Mosca, espatrio di Navalny in Usa? ‘Solo se lavora per i Servizi americani’

mosca Peskov

MOSCA, 17 GIU – Il portavoce del Cremlino, Dmitri Peskov, rispondendo a una domanda sulla possibile inclusione dell’oppositore russo in carcere Alexiei Navalny in un eventuale scambio di detenuti con gli Usa, ha dichiarato che al dissidente potrebbe essere permesso di andare negli Stati Uniti solo “se si scoprisse improvvisamente che è un cittadino americano e lavora per i servizi speciali” di quel Paese, “o meglio, se verrà confermato ufficialmente dagli americani”. “In un altro modo, non credo”, ha concluso Peskov.

Espatrio di Navalny

Lo riporta l’agenzia Interfax citando un’intervista di Peskov a Radio Eco di Mosca. Il portavoce del Cremlino ha affermato anche che la questione di un eventuale espatrio di Navalny negli Usa non è stata discussa durante il vertice di ieri a Ginevra tra Putin e Biden.

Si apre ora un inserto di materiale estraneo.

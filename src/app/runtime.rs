//! Runtime initialization and the job entry point

use crate::app::{config::AppConfig, logging::init_logging};
use crate::config::{ConfigLoader, JobConfig};
use crate::job::{RecurringOrderJob, RunReport};
use crate::storage::StorageFactory;
use anyhow::Result;
use tracing::{debug, info};

/// Load job configuration, then initialize logging with it
pub async fn initialize_app(config: AppConfig) -> Result<(AppConfig, JobConfig)> {
    let job_config = ConfigLoader::new(&config.working_dir)
        .load(config.config_path.as_deref())
        .await?;

    let config = config.with_log_filter(job_config.log_level.clone());
    init_logging(&config);

    job_config.validate()?;
    Ok((config, job_config))
}

/// Build the configured table store and run the expansion once
pub async fn run_job(job_config: &JobConfig) -> Result<RunReport> {
    let store = StorageFactory::from_config(&job_config.backend, &job_config.tables)
        .await
        .map_err(crate::error::JobError::from)?;
    debug!("Using {} table store", store.backend_name());

    let report = RecurringOrderJob::from_store(store.as_ref())
        .with_batch_size(job_config.batch_size)
        .run()
        .await?;

    info!(
        "{} orders: {} expanded, {} already expanded, {} skipped, {} deliveries created",
        report.orders_seen(),
        report.expanded(),
        report.already_expanded(),
        report.skipped(),
        report.deliveries_created()
    );
    Ok(report)
}
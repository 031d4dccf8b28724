//! Storage factory for creating table store instances

use std::sync::Arc;

use super::backends::{AirtableClient, FileTableStore, MemoryTableStore};
use super::config::{BackendConfig, TableNames};
use super::error::StorageResult;
use super::traits::TableStore;

/// Factory for creating table stores
pub struct StorageFactory;

impl StorageFactory {
    /// Create a table store from explicit configuration
    pub async fn from_config(
        backend: &BackendConfig,
        tables: &TableNames,
    ) -> StorageResult<Arc<dyn TableStore>> {
        match backend {
            BackendConfig::File(config) => {
                let store = FileTableStore::new(config).await?;
                Ok(Arc::new(store))
            }
            BackendConfig::Airtable(config) => {
                let client = AirtableClient::new(config, tables)?;
                Ok(Arc::new(client))
            }
            BackendConfig::Memory(config) => {
                Ok(Arc::new(MemoryTableStore::from_memory_config(config)))
            }
        }
    }
}
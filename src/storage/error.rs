//! Error types for the table store layer

use std::fmt;
use thiserror::Error;

/// Result type for storage operations
pub type StorageResult<T> = Result<T, StorageError>;

/// Storage error types
#[derive(Error, Debug)]
pub enum StorageError {
    /// I/O operation failed
    #[error("I/O error: {0}")]
    Io(#[from] std::io::Error),

    /// Serialization/deserialization failed
    #[error("Serialization error: {0}")]
    Serialization(String),

    /// Request never got a response
    #[error("Request failed: {0}")]
    Request(String),

    /// Store answered with a non-success status
    #[error("Table store rejected request with status {status}: {body}")]
    Rejected { status: u16, body: String },

    /// Write call larger than the store accepts
    #[error("Batch of {size} records exceeds the limit of {limit} per call")]
    BatchTooLarge { size: usize, limit: usize },

    /// Item not found
    #[error("Not found: {0}")]
    NotFound(String),

    /// Configuration error
    #[error("Configuration error: {0}")]
    Configuration(String),

    /// Generic error wrapper
    #[error("Storage error: {0}")]
    Other(#[from] anyhow::Error),
}

impl StorageError {
    /// Create a serialization error
    pub fn serialization<E: fmt::Display>(err: E) -> Self {
        Self::Serialization(err.to_string())
    }

    /// Create a request error
    pub fn request<E: fmt::Display>(err: E) -> Self {
        Self::Request(err.to_string())
    }

    /// Create a not found error
    pub fn not_found<E: fmt::Display>(item: E) -> Self {
        Self::NotFound(item.to_string())
    }

    /// Create a configuration error
    pub fn configuration<E: fmt::Display>(msg: E) -> Self {
        Self::Configuration(msg.to_string())
    }

    /// Rate limiting is the only condition a transport may retry
    pub fn is_rate_limited(&self) -> bool {
        matches!(self, Self::Rejected { status: 429, .. })
    }
}

impl From<serde_json::Error> for StorageError {
    fn from(err: serde_json::Error) -> Self {
        Self::serialization(err)
    }
}

impl From<reqwest::Error> for StorageError {
    fn from(err: reqwest::Error) -> Self {
        Self::request(err)
    }
}
//! Per-order skip policy
//!
//! Decides, before any date math runs, whether an order is already expanded,
//! is missing a required cell, or is ready to expand. Cells that are present
//! but unreadable are data-integrity errors and stop the run.

use serde_json::Value;
use std::fmt;

use super::types::{OrderRecord, RecordId, WeekdayCell};
use crate::schedule::{CalendarDate, ScheduleError, WeekdaySet};

/// Required cell an order can be missing
#[derive(Debug, Clone, Copy, PartialEq, Eq)]
pub enum MissingField {
    StartDate,
    EndDate,
    DaysOfWeek,
}

impl MissingField {
    /// Column name in the orders table
    pub fn column(self) -> &'static str {
        match self {
            MissingField::StartDate => "Start Date",
            MissingField::EndDate => "End Date",
            MissingField::DaysOfWeek => "Days of week",
        }
    }

    fn phrase(self) -> &'static str {
        match self {
            MissingField::StartDate => "a start date",
            MissingField::EndDate => "an end date",
            MissingField::DaysOfWeek => "any 'Days of week' to repeat",
        }
    }

    /// Warning line for an order skipped because of this field
    pub fn skip_message(self, order_name: &str) -> String {
        format!(
            "Skipping \"{}\" because it doesn't have {}.",
            order_name,
            self.phrase()
        )
    }
}

impl fmt::Display for MissingField {
    fn fmt(&self, f: &mut fmt::Formatter<'_>) -> fmt::Result {
        f.write_str(self.column())
    }
}

/// An order whose schedule cells have all been read successfully
#[derive(Debug, Clone, PartialEq)]
pub struct ScheduledOrder {
    pub id: RecordId,
    pub name: String,
    pub start: CalendarDate,
    pub end: CalendarDate,
    pub weekdays: WeekdaySet,
    pub restaurant: Option<Value>,
    pub hospital: Option<Value>,
}

/// What to do with an order
#[derive(Debug, Clone, PartialEq)]
pub enum OrderDisposition {
    /// Deliveries already link to the order; skip without a word
    AlreadyExpanded,
    /// A required cell is empty; skip with a warning
    Missing(MissingField),
    /// Ready to expand
    Ready(ScheduledOrder),
}

/// Classify one order
///
/// Checks run in a fixed order: linked deliveries, start date, end date,
/// weekdays. The first empty field wins. Only a `Ready` order has its cells
/// parsed, so unreadable values on skipped orders are never reported.
pub fn classify(order: &OrderRecord) -> Result<OrderDisposition, ScheduleError> {
    if order.has_deliveries() {
        return Ok(OrderDisposition::AlreadyExpanded);
    }

    let fields = &order.fields;

    let Some(start) = non_blank(fields.start_date.as_deref()) else {
        return Ok(OrderDisposition::Missing(MissingField::StartDate));
    };
    let Some(end) = non_blank(fields.end_date.as_deref()) else {
        return Ok(OrderDisposition::Missing(MissingField::EndDate));
    };
    let days = match fields.days_of_week.as_deref() {
        Some(days) if !days.is_empty() => days,
        _ => return Ok(OrderDisposition::Missing(MissingField::DaysOfWeek)),
    };

    let weekdays = WeekdaySet::parse_names(days.iter().map(WeekdayCell::name))?;
    let start = CalendarDate::parse(start)?;
    let end = CalendarDate::parse(end)?;

    Ok(OrderDisposition::Ready(ScheduledOrder {
        id: order.id.clone(),
        name: order.display_name().to_string(),
        start,
        end,
        weekdays,
        restaurant: fields.restaurant.clone(),
        hospital: fields.hospital.clone(),
    }))
}

fn non_blank(value: Option<&str>) -> Option<&str> {
    value.filter(|v| !v.is_empty())
}
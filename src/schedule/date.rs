//! Naive calendar dates
//!
//! `CalendarDate` is an immutable day value with no time-of-day and no
//! timezone. Day arithmetic goes through the calendar rather than through
//! epoch offsets, so stepping across month ends, leap days and DST changes
//! never skips or repeats a day.

use chrono::{Datelike, Days, NaiveDate};
use serde::{Deserialize, Deserializer, Serialize, Serializer};
use std::fmt;
use std::str::FromStr;

use super::error::{ScheduleError, ScheduleResult};
use super::weekday::Weekday;

/// A calendar day in `yyyy-mm-dd` terms
#[derive(Debug, Clone, Copy, PartialEq, Eq, PartialOrd, Ord, Hash)]
pub struct CalendarDate(NaiveDate);

impl CalendarDate {
    /// Build a date from its components, `None` if the day does not exist
    pub fn from_ymd(year: i32, month: u32, day: u32) -> Option<Self> {
        NaiveDate::from_ymd_opt(year, month, day).map(Self)
    }

    /// Parse a strict `yyyy-mm-dd` string
    ///
    /// Four-digit year, two-digit month and two-digit day are required;
    /// anything else is rejected as malformed rather than guessed at.
    ///
    /// # Examples
    ///
    /// ```
    /// use recurring_orders::schedule::CalendarDate;
    ///
    /// let date = CalendarDate::parse("2024-03-01").unwrap();
    /// assert_eq!(date.to_string(), "2024-03-01");
    /// assert!(CalendarDate::parse("2024-3-1").is_err());
    /// ```
    pub fn parse(value: &str) -> ScheduleResult<Self> {
        if !is_well_formed(value) {
            return Err(ScheduleError::MalformedDate(value.to_string()));
        }

        // Slices are ASCII digits at this point
        let year: i32 = value[0..4]
            .parse()
            .map_err(|_| ScheduleError::MalformedDate(value.to_string()))?;
        let month: u32 = value[5..7]
            .parse()
            .map_err(|_| ScheduleError::MalformedDate(value.to_string()))?;
        let day: u32 = value[8..10]
            .parse()
            .map_err(|_| ScheduleError::MalformedDate(value.to_string()))?;

        Self::from_ymd(year, month, day).ok_or_else(|| ScheduleError::InvalidDate(value.to_string()))
    }

    /// Shift by a signed number of calendar days
    ///
    /// Returns `None` when the result falls outside the representable range.
    pub fn add_days(self, days: i64) -> Option<Self> {
        let magnitude = Days::new(days.unsigned_abs());
        let shifted = if days >= 0 {
            self.0.checked_add_days(magnitude)
        } else {
            self.0.checked_sub_days(magnitude)
        };
        shifted.map(Self)
    }

    /// The following calendar day
    pub fn succ(self) -> Option<Self> {
        self.add_days(1)
    }

    /// Day of week as 0 (Sunday) through 6 (Saturday)
    pub fn weekday_number(self) -> u8 {
        // num_days_from_sunday is always < 7
        self.0.weekday().num_days_from_sunday() as u8
    }

    pub fn weekday(self) -> Weekday {
        Weekday::from(self.0.weekday())
    }

    pub fn year(self) -> i32 {
        self.0.year()
    }

    pub fn month(self) -> u32 {
        self.0.month()
    }

    pub fn day(self) -> u32 {
        self.0.day()
    }

    /// The underlying chrono value
    pub fn as_naive(self) -> NaiveDate {
        self.0
    }
}

impl From<NaiveDate> for CalendarDate {
    fn from(date: NaiveDate) -> Self {
        Self(date)
    }
}

impl fmt::Display for CalendarDate {
    fn fmt(&self, f: &mut fmt::Formatter<'_>) -> fmt::Result {
        write!(f, "{:04}-{:02}-{:02}", self.year(), self.month(), self.day())
    }
}

impl FromStr for CalendarDate {
    type Err = ScheduleError;

    fn from_str(s: &str) -> Result<Self, Self::Err> {
        Self::parse(s)
    }
}

impl Serialize for CalendarDate {
    fn serialize<S: Serializer>(&self, serializer: S) -> Result<S::Ok, S::Error> {
        serializer.collect_str(self)
    }
}

impl<'de> Deserialize<'de> for CalendarDate {
    fn deserialize<D: Deserializer<'de>>(deserializer: D) -> Result<Self, D::Error> {
        let raw = String::deserialize(deserializer)?;
        Self::parse(&raw).map_err(serde::de::Error::custom)
    }
}

fn is_well_formed(value: &str) -> bool {
    let bytes = value.as_bytes();
    bytes.len() == 10
        && bytes.iter().enumerate().all(|(i, b)| match i {
            4 | 7 => *b == b'-',
            _ => b.is_ascii_digit(),
        })
}
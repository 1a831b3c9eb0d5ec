//! Whole-document conversion.

use tracing::debug;

use crate::block::segment_blocks;
use crate::element::Element;
use crate::error::{Error, Result};
use crate::lexer::Lexer;
use crate::render::convert_block;

/// Tag of the element wrapping all blocks of a document.
pub const ROOT_TAG: &str = "div";

/// Convert a document into a `<div>` holding one element per block.
///
/// Each block element is validated as soon as it is built, so failures
/// carry the block's position ([`Error::Block`]) and the returned tree
/// always serializes. A document without any non-blank block fails with
/// [`Error::EmptyChildren`].
pub fn build(document: &str) -> Result<Element> {
    let blocks = segment_blocks(document);
    debug!(blocks = blocks.len(), "segmented document");

    if blocks.is_empty() {
        return Err(Error::EmptyChildren {
            tag: ROOT_TAG.to_string(),
        });
    }

    let children = blocks
        .iter()
        .enumerate()
        .map(|(index, block)| {
            let kind = block.kind();
            debug!(index, line = block.line, %kind, "converting block");
            convert_block(block.text, kind)
                .and_then(|element| element.validate().map(|()| element))
                .map_err(|e| e.in_block(index, block.line))
        })
        .collect::<Result<Vec<_>>>()?;

    Ok(Element::container(ROOT_TAG, children))
}

/// Convert a document straight to HTML.
pub fn to_html(document: &str) -> Result<String> {
    build(document)?.to_markup()
}

/// Text of the first `# ` heading line.
///
/// Lines are inspected with surrounding whitespace removed; only a single
/// `#` counts, so `## Sub` is skipped.
pub fn extract_title(document: &str) -> Result<&str> {
    if document.is_empty() {
        return Err(Error::EmptyInput);
    }

    let mut lexer = Lexer::new(document);
    while let Some(line) = lexer.next_line() {
        if let Some(title) = line.trimmed().strip_prefix("# ") {
            return Ok(title.trim());
        }
    }

    Err(Error::NoTitleFound)
}

#[cfg(test)]
mod tests {
    use super::*;
    use crate::error::ErrorKind;

    #[test]
    fn test_extract_title() {
        assert_eq!(extract_title("# Hello").unwrap(), "Hello");
        assert_eq!(
            extract_title("intro\n## Sub\n   #   Spaced Title  \n# Later").unwrap(),
            "Spaced Title"
        );
    }

    #[test]
    fn test_extract_title_failures() {
        assert_eq!(extract_title("").unwrap_err(), Error::EmptyInput);
        assert_eq!(extract_title("## Only h2\ntext").unwrap_err(), Error::NoTitleFound);
        assert_eq!(extract_title("#NoSpace").unwrap_err(), Error::NoTitleFound);
    }

    #[test]
    fn test_build_wraps_blocks_in_div() {
        let html = to_html("# Title\n\nSome *text*.\n\n- a\n- b").unwrap();
        assert_eq!(
            html,
            "<div><h1>Title</h1><p>Some <i>text</i>.</p><ul><li>a</li><li>b</li></ul></div>"
        );
    }

    #[test]
    fn test_build_empty_document() {
        assert_eq!(
            build("\n\n  \n").unwrap_err(),
            Error::EmptyChildren {
                tag: "div".to_string()
            }
        );
    }

    #[test]
    fn test_build_reports_block_location() {
        let err = build("# Title\n\nfine\n\n\nbroken **bold").unwrap_err();
        assert_eq!(err.kind(), ErrorKind::UnterminatedDelimiter);
        assert_eq!(err.line(), Some(6));
        assert!(matches!(err, Error::Block { index: 2, .. }));
    }

    #[test]
    fn test_build_rejects_block_without_content() {
        let err = build("text\n\n****").unwrap_err();
        assert_eq!(err.kind(), ErrorKind::EmptyChildren);
        assert_eq!(err.line(), Some(3));
    }
}
//! Source location tracking for blocks.
//!
//! Every block produced by the segmenter carries a `Span` pointing back
//! into the document it was cut from, so errors can name the offending input.

/// A byte range in the source text.
///
/// Spans use byte offsets (not character offsets).
/// Both `start` and `end` are inclusive-exclusive: `[start, end)`.
///
/// # Example
///
/// ```rust
/// use sitemark_core::span::Span;
///
/// let span = Span::new(0, 10);
/// assert_eq!(span.len(), 10);
/// ```
#[derive(Debug, Clone, Copy, PartialEq, Eq, Default)]
pub struct Span {
    /// Starting byte offset (inclusive).
    pub start: u32,
    /// Ending byte offset (exclusive).
    pub end: u32,
}

impl Span {
    /// Create a new span from byte offsets.
    #[inline]
    pub const fn new(start: u32, end: u32) -> Self {
        Self { start, end }
    }

    /// Get the length of this span in bytes.
    #[inline]
    pub const fn len(&self) -> u32 {
        self.end.saturating_sub(self.start)
    }

    /// Check if this span is empty.
    #[inline]
    pub const fn is_empty(&self) -> bool {
        self.start >= self.end
    }

    /// Merge two spans into one covering both.
    #[inline]
    pub fn merge(self, other: Span) -> Span {
        Span {
            start: self.start.min(other.start),
            end: self.end.max(other.end),
        }
    }

    /// Slice the text this span covers out of `source`.
    ///
    /// Returns `None` if the span is out of bounds or splits a character.
    #[inline]
    pub fn slice<'a>(&self, source: &'a str) -> Option<&'a str> {
        source.get(self.start as usize..self.end as usize)
    }
}

#[cfg(test)]
mod tests {
    use super::*;

    #[test]
    fn test_merge_covers_both() {
        let merged = Span::new(4, 8).merge(Span::new(0, 6));
        assert_eq!(merged, Span::new(0, 8));
    }

    #[test]
    fn test_inverted_span_is_empty() {
        let span = Span::new(5, 3);
        assert!(span.is_empty());
        assert_eq!(span.len(), 0);
    }

    #[test]
    fn test_slice() {
        let source = "hello world";
        assert_eq!(Span::new(6, 11).slice(source), Some("world"));
        assert_eq!(Span::new(6, 40).slice(source), None);
    }
}
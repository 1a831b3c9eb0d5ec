//! Machine-readable output for the `check` and `blocks` commands.

use serde::Serialize;
use sitemark_core::{Block, BlockKind};

#[derive(Debug, Serialize)]
pub struct CheckReport<'a> {
    pub path: &'a str,
    pub valid: bool,
    #[serde(skip_serializing_if = "Option::is_none")]
    pub title: Option<&'a str>,
    #[serde(skip_serializing_if = "Option::is_none")]
    pub error: Option<ErrorReport>,
}

#[derive(Debug, Serialize)]
pub struct ErrorReport {
    pub kind: &'static str,
    pub message: String,
    pub line: Option<usize>,
}

impl From<&sitemark_core::Error> for ErrorReport {
    fn from(err: &sitemark_core::Error) -> Self {
        Self {
            kind: err.kind().as_str(),
            message: err.to_string(),
            line: err.line(),
        }
    }
}

#[derive(Debug, Serialize)]
pub struct SpanReport {
    pub start: u32,
    pub end: u32,
}

#[derive(Debug, Serialize)]
pub struct BlockReport<'a> {
    pub index: usize,
    pub line: usize,
    pub kind: &'static str,
    #[serde(skip_serializing_if = "Option::is_none")]
    pub level: Option<u8>,
    pub span: SpanReport,
    /// First line of the block text.
    pub preview: &'a str,
}

impl<'a> BlockReport<'a> {
    pub fn new(index: usize, block: &Block<'a>) -> Self {
        let kind = block.kind();
        let level = match kind {
            BlockKind::Heading(level) => Some(level),
            _ => None,
        };
        Self {
            index,
            line: block.line,
            kind: kind.name(),
            level,
            span: SpanReport {
                start: block.span.start,
                end: block.span.end,
            },
            preview: block.text.lines().next().unwrap_or_default(),
        }
    }
}
//! Site configuration loaded from `site.toml`.

use std::path::{Path, PathBuf};

use serde::Deserialize;
use thiserror::Error;

#[derive(Debug, Error)]
pub enum ConfigError {
    #[error("failed to read config file at {}", config_path.display())]
    Read {
        config_path: PathBuf,
        source: std::io::Error,
    },

    #[error("failed to parse config file at {}", config_path.display())]
    Parse {
        config_path: PathBuf,
        source: toml::de::Error,
    },
}

/// Where the site generator reads from and writes to.
///
/// Every field is optional in the file; missing ones take their defaults.
#[derive(Debug, Clone, PartialEq, Eq, Deserialize)]
#[serde(default, deny_unknown_fields)]
pub struct SiteConfig {
    /// Tree of `.md` documents to convert.
    pub content_dir: PathBuf,
    /// Destination tree; wiped and recreated on every build.
    pub output_dir: PathBuf,
    /// Assets copied verbatim into the output tree.
    pub static_dir: PathBuf,
    /// Page template holding the `{{ Title }}` and `{{ Content }}` placeholders.
    pub template: PathBuf,
    /// Prefix replacing the leading `/` of root-relative links.
    pub base_path: String,
}

impl Default for SiteConfig {
    fn default() -> Self {
        Self {
            content_dir: PathBuf::from("content"),
            output_dir: PathBuf::from("public"),
            static_dir: PathBuf::from("static"),
            template: PathBuf::from("template.html"),
            base_path: "/".to_string(),
        }
    }
}

impl SiteConfig {
    /// Config file looked up in the working directory when none is given.
    pub const DEFAULT_FILE: &'static str = "site.toml";

    /// Load a config file. Returns `Ok(None)` if the file does not exist.
    pub fn load_from_path<P: AsRef<Path>>(config_path: P) -> Result<Option<Self>, ConfigError> {
        let config_path = config_path.as_ref();
        if !config_path.exists() {
            return Ok(None);
        }

        let content =
            std::fs::read_to_string(config_path).map_err(|source| ConfigError::Read {
                config_path: config_path.to_path_buf(),
                source,
            })?;

        let mut config: SiteConfig =
            toml::from_str(&content).map_err(|source| ConfigError::Parse {
                config_path: config_path.to_path_buf(),
                source,
            })?;
        config.base_path = normalize_base_path(&config.base_path);

        Ok(Some(config))
    }
}

/// Make a base path start and end with `/`. Empty means the site root.
pub fn normalize_base_path(raw: &str) -> String {
    let trimmed = raw.trim().trim_matches('/');
    if trimmed.is_empty() {
        "/".to_string()
    } else {
        format!("/{}/", trimmed)
    }
}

Peskov l’anno scorso ha accusato l’oppositore russo di collaborare con la Cia e Navalny ha quindi annunciato di volerlo querelare. Alexiei Navalny è stato arrestato a gennaio, non appena ha rimesso piede in Russia dalla Germania, dove era stato curato per un presunto avvelenamento che aveva fatto temere per la sua vita e per il quale si sospettano i servizi segreti russi. (ANSA).